I first learned about this book and Positive Psychology at my 25th college reunion in June, and was intrigued by the idea of better health through being happy. (Caroline Adams Miller, one of the first coaches in the world to gain the Masters in Applied Positive Psychology credential from the University of Pennsylvania, spoke of the importance of happiness.)


Of course some of you may remember that even a couple of years ago I was encouraging people to laugh loud and hard (even fake laughs) to improve health.

So I was excited to read this book on Authentic Happiness.  It has some interesting ideas, but also lots of chaff to pad out the 260 pages of text.
Rather than encourage you to read the book, I am attaching my notes from the book that extract what I thought were the most salient points.

  • I especially direct Bob to read the section "why are lawyers so unhappy?"
  • I thought Paul would be interested in the section "NonZero by Robert Wright."  I summarized Seligman's summary of Wright's book.
  • Martin also had advice about raising children, but I didn't take many notes since ours are all teens now.  If interested, see the book pages 208 to 246.
  • Some of you may be amused or insulted by "Seligman's reconciliation of theology and science."

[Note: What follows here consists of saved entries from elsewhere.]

//! Property-based checks over generator, analyzer and history invariants.

use proptest::prelude::*;
use rand::rngs::StdRng;
use rand::SeedableRng;

use allocseq::generator::{ManualPlan, ManualStrategy, SequenceGenerator, IMBALANCE_CHOICES};
use allocseq::runs::{analyze, longest_run, runs};
use allocseq::{AllocationPolicy, Label};

fn label_vec() -> impl Strategy<Value = Vec<Label>> {
    prop::collection::vec(prop_oneof![Just(Label::A), Just(Label::B)], 0..400)
}

proptest! {
    #![proptest_config(ProptestConfig::with_cases(100))]

    #[test]
    fn prop_systematic_is_balanced(n in 1usize..1000, seed in any::<u64>()) {
        let mut rng = StdRng::seed_from_u64(seed);
        let seq = SequenceGenerator::new()
            .generate(AllocationPolicy::Systematic, n, &mut rng)
            .unwrap();
        prop_assert_eq!(seq.len(), n);
        prop_assert!(seq.counts().imbalance() <= 1);
        prop_assert_eq!(seq.counts().a, (n + 1) / 2);
        if n >= 2 {
            prop_assert_eq!(longest_run(seq.labels()), 1);
        }
    }

    #[test]
    fn prop_manual_counts_match_plan(
        n in 1usize..800,
        seed in any::<u64>(),
        imbalance_idx in 0usize..IMBALANCE_CHOICES.len(),
        favor_a in any::<bool>(),
    ) {
        let plan = ManualPlan {
            imbalance: IMBALANCE_CHOICES[imbalance_idx],
            favored: if favor_a { Label::A } else { Label::B },
        };
        let mut rng = StdRng::seed_from_u64(seed);
        let seq = SequenceGenerator::new()
            .generate_manual_with_plan(n, plan, &mut rng)
            .unwrap();
        let target = plan.target_counts(n);
        prop_assert_eq!(target.total(), n);
        prop_assert_eq!(seq.counts(), target);
    }

    #[test]
    fn prop_every_policy_has_requested_length(n in 1usize..600, seed in any::<u64>()) {
        let mut rng = StdRng::seed_from_u64(seed);
        for gen in [
            SequenceGenerator::new(),
            SequenceGenerator::new().with_manual_strategy(ManualStrategy::StreakBreak),
        ] {
            for policy in AllocationPolicy::ALL {
                let seq = gen.generate(policy, n, &mut rng).unwrap();
                prop_assert_eq!(seq.len(), n);
                prop_assert_eq!(seq.counts().total(), n);
            }
        }
    }

    #[test]
    fn prop_histogram_accounts_for_every_label(labels in label_vec()) {
        let stats = analyze(&labels);
        let all_runs = runs(&labels);
        for label in Label::BOTH {
            let expected = all_runs.iter().filter(|r| r.label == label).count();
            prop_assert_eq!(stats.histogram.run_count(label), expected);
        }
        prop_assert_eq!(stats.histogram.total_length(), labels.len());
        prop_assert_eq!(stats.longest_run, longest_run(&labels));
    }

    #[test]
    fn prop_runs_are_maximal(labels in label_vec()) {
        let all_runs = runs(&labels);
        for pair in all_runs.windows(2) {
            prop_assert_ne!(pair[0].label, pair[1].label);
            prop_assert_eq!(pair[0].start + pair[0].len, pair[1].start);
        }
    }
}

As for me, I am going to try to incorporate several suggestions from the Authentic Happiness:

  • practice gratitude and forgiveness
  • emphasize the use of my personal strengths at work and at home
  • admire the personal strengths of my loved ones
  • practice "Responsive and Attentive Listening" and break my habit of "talk and wait"

My goal for now is to move from a "pleasant life" to a "good life."  Later I may work on a "meaningful life" which would give me the "full life" trifecta.

Don't worry.  Be Happy!
Phillip

 

Authentic Happiness by Martin Seligman

Using the New Positive Psychology to Realize Your Potential for Lasting Fullfillment

 

Preview the book in online at Google Books

Authentic Happiness web site: AuthenticHappiness.com

 

p 50 – happiness quiz – correct answer (my guess)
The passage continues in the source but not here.